[Recorded data Boundary: Start]
//! Lazy DIMACS CNF encoding of a formula store plus assumptions.
use std::{cmp::max, io, slice};

use satbridge_formula::{cnf::Clauses, CnfFormula, Lit};

use crate::parser::DimacsHeader;

impl DimacsHeader {
    /// The header describing `formula` with `assumptions` added as unit clauses.
    pub fn for_formula(formula: &CnfFormula, assumptions: &[Lit]) -> DimacsHeader {
        DimacsHeader {
            var_count: var_count_with(formula.var_count(), assumptions),
            clause_count: formula.len() + assumptions.len(),
        }
    }
}

/// Largest variable of `var_count` and `assumptions`.
pub fn var_count_with(var_count: usize, assumptions: &[Lit]) -> usize {
    assumptions
        .iter()
        .fold(var_count, |count, lit| max(count, lit.index() + 1))
}

/// Renders a formula as DIMACS CNF, one line at a time.
///
/// Yields the problem line, then every committed clause in commit order and finally every
/// assumption as a unit clause. Lines carry no line terminator. The open clause of the formula is
/// not part of the output, call [`close`](CnfFormula::close) first.
///
/// The encoder is a single pass over the borrowed formula and never holds more than one line.
pub struct DimacsEncoder<'a> {
    header: Option<DimacsHeader>,
    clauses: Clauses<'a>,
    assumptions: slice::Iter<'a, Lit>,
}

impl<'a> DimacsEncoder<'a> {
    pub fn new(formula: &'a CnfFormula, assumptions: &'a [Lit]) -> DimacsEncoder<'a> {
        DimacsEncoder {
            header: Some(DimacsHeader::for_formula(formula, assumptions)),
            clauses: formula.iter(),
            assumptions: assumptions.iter(),
        }
    }
}

impl<'a> Iterator for DimacsEncoder<'a> {
    type Item = String;

    fn next(&mut self) -> Option<String> {
        if let Some(header) = self.header.take() {
            return Some(format!(
                "p cnf {} {}",
                header.var_count, header.clause_count
            ));
        }
        if let Some(clause) = self.clauses.next() {
            return Some(clause_line(clause));
        }
        self.assumptions
            .next()
            .map(|&lit| clause_line(slice::from_ref(&lit)))
    }

    fn size_hint(&self) -> (usize, Option<usize>) {
        let len = self.header.is_some() as usize + self.clauses.len() + self.assumptions.len();
        (len, Some(len))
    }
}

impl<'a> ExactSizeIterator for DimacsEncoder<'a> {}

fn clause_line(clause: &[Lit]) -> String {
    let mut buffer = itoa::Buffer::new();
    let mut line = String::with_capacity(clause.len() * 4 + 1);
    for &lit in clause {
        line.push_str(buffer.format(lit.to_dimacs()));
        line.push(' ');
    }
    line.push('0');
    line
}

/// Write a DIMACS CNF header.
///
/// Can be used with [`write_dimacs_clauses`] to implement incremental writing.
pub fn write_dimacs_header(target: &mut impl io::Write, header: DimacsHeader) -> io::Result<()> {
    writeln!(
        target,
        "p cnf {var_count} {clause_count}",
        var_count = header.var_count,
        clause_count = header.clause_count
    )
}

/// Write an iterator of clauses as headerless DIMACS CNF.
///
/// Can be used with [`write_dimacs_header`] to implement incremental writing.
pub fn write_dimacs_clauses<'c>(
    target: &mut impl io::Write,
    clauses: impl IntoIterator<Item = &'c [Lit]>,
) -> io::Result<()> {
    for clause in clauses.into_iter() {
        for &lit in clause.iter() {
            itoa::write(&mut *target, lit.to_dimacs())?;
            target.write_all(b" ")?;
        }
        target.write_all(b"0\n")?;
    }
    Ok(())
}

/// Write a formula and assumptions as DIMACS CNF.
///
/// Produces the same text as [`DimacsEncoder`] with a newline after each line.
pub fn write_dimacs(
    target: &mut impl io::Write,
    formula: &CnfFormula,
    assumptions: &[Lit],
) -> io::Result<()> {
    write_dimacs_header(&mut *target, DimacsHeader::for_formula(formula, assumptions))?;
    write_dimacs_clauses(&mut *target, formula.iter())?;
    write_dimacs_clauses(&mut *target, assumptions.chunks(1))
}
//! Name-to-factory registries and the ordered resolver over them.
//!
//! A `FilterResolver` holds registries in priority order. Looking up a
//! filter name walks them front to back and stops at the first registry
//! that knows the name, so builtins shadow custom transformers that share
//! the same short name.

use crate::factory::TransformerFactory;
use crate::transformers::{builtin_registry, custom_registry};
use crate::types::QualifiedName;
use std::collections::HashMap;

/// Factories registered under one namespace.
#[derive(Debug, Clone)]
pub struct TransformerRegistry {
    namespace: String,
    factories: HashMap<String, TransformerFactory>,
}

impl TransformerRegistry {
    pub fn new(namespace: impl Into<String>) -> Self {
        Self {
            namespace: namespace.into(),
            factories: HashMap::new(),
        }
    }

    pub fn namespace(&self) -> &str {
        &self.namespace
    }

    /// Register a factory, replacing any previous one under `name`.
    pub fn register(&mut self, name: impl Into<String>, factory: TransformerFactory) -> &mut Self {
        self.factories.insert(name.into(), factory);
        self
    }

    pub fn lookup(&self, name: &str) -> Option<&TransformerFactory> {
        self.factories.get(name)
    }

    pub fn contains(&self, name: &str) -> bool {
        self.factories.contains_key(name)
    }

    /// Registered names, sorted for stable output
    pub fn names(&self) -> Vec<&str> {
        let mut names: Vec<&str> = self.factories.keys().map(String::as_str).collect();
        names.sort_unstable();
        names
    }
}

/// Ordered list of registries consulted when resolving a filter name.
#[derive(Debug, Clone)]
pub struct FilterResolver {
    registries: Vec<TransformerRegistry>,
}

impl FilterResolver {
    /// Create a resolver with no registries.
    pub fn new() -> Self {
        Self {
            registries: Vec::new(),
        }
    }

    /// Append a registry with lower priority than those already added
    /// (builder pattern).
    pub fn with_registry(mut self, registry: TransformerRegistry) -> Self {
        self.registries.push(registry);
        self
    }

    pub fn registries(&self) -> &[TransformerRegistry] {
        &self.registries
    }

    /// Mutable access to the registry for `namespace`, if present.
    pub fn registry_mut(&mut self, namespace: &str) -> Option<&mut TransformerRegistry> {
        self.registries
            .iter_mut()
            .find(|registry| registry.namespace() == namespace)
    }

    /// Mutable access to the `custom` registry, created at the lowest
    /// priority if it doesn't exist yet.
    pub fn custom_mut(&mut self) -> &mut TransformerRegistry {
        let index = match self
            .registries
            .iter()
            .position(|registry| registry.namespace() == "custom")
        {
            Some(index) => index,
            None => {
                self.registries.push(TransformerRegistry::new("custom"));
                self.registries.len() - 1
            }
        };
        &mut self.registries[index]
    }

    /// Find the first registry, in priority order, that defines `name`.
    pub fn lookup(&self, name: &str) -> Option<(QualifiedName, &TransformerFactory)> {
        self.registries.iter().find_map(|registry| {
            registry
                .lookup(name)
                .map(|factory| (QualifiedName::new(registry.namespace(), name), factory))
        })
    }

    pub fn resolve_type_name(&self, name: &str) -> Option<QualifiedName> {
        self.lookup(name).map(|(qualified, _)| qualified)
    }
}

impl Default for FilterResolver {
    /// Builtin transformers first, then the custom ones.
    fn default() -> Self {
        Self::new()
            .with_registry(builtin_registry())
            .with_registry(custom_registry())
    }
}
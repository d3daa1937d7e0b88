//! Core traits at the edges of a filter descriptor.
//!
//! A descriptor resolves to a `Transformer` and belongs to a `Resource`.
//! Both are trait objects so the surrounding system can supply its own.

use crate::error::ResourceError;
use anyhow::Result;
use serde_json::Value;
use std::any::Any;

/// The object that performs the actual content transformation once a
/// filter name has been resolved.
///
/// ## Design Note
/// - `Send + Sync` lets several assets be built in parallel
/// - `as_any_mut` lets pre-instantiation hooks downcast to the concrete
///   type and adjust its settings before it is handed out
pub trait Transformer: Send + Sync {
    /// Returns the name of this transformer (for logging/debugging)
    fn name(&self) -> &str;

    /// Transform the content of a resource.
    ///
    /// # Arguments
    /// * `content` - The current content (takes ownership)
    ///
    /// # Returns
    /// * `Ok(String)` - The transformed content
    /// * `Err` - If the content could not be transformed
    fn transform(&self, content: String) -> Result<String>;

    fn as_any_mut(&mut self) -> &mut dyn Any;
}

/// Capability set of the asset a filter is attached to.
///
/// `invoke` is the explicit escape hatch for calls a descriptor forwards to
/// its owner. Unknown methods must come back as
/// `ResourceError::UnknownMethod` rather than panicking.
pub trait Resource: Send + Sync {
    /// Identifier of the resource, usually its path
    fn identifier(&self) -> &str;

    fn invoke(&self, method: &str, args: &[Value]) -> std::result::Result<Value, ResourceError>;
}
[Recorded data Boundary: End]
■ Instructions to follow
What you give back should be only the lines of the records above, starting at the line with "fn transform(&self, content: String)" and ending at the line with "fn identifier(&self) -> &str;", restated word for word.

■ Completed exercise
    fn transform(&self, content: String) -> Result<String>;

    fn as_any_mut(&mut self) -> &mut dyn Any;
}

/// Capability set of the asset a filter is attached to.
///
/// `invoke` is the explicit escape hatch for calls a descriptor forwards to
/// its owner. Unknown methods must come back as
/// `ResourceError::UnknownMethod` rather than panicking.
pub trait Resource: Send + Sync {
    /// Identifier of the resource, usually its path
    fn identifier(&self) -> &str;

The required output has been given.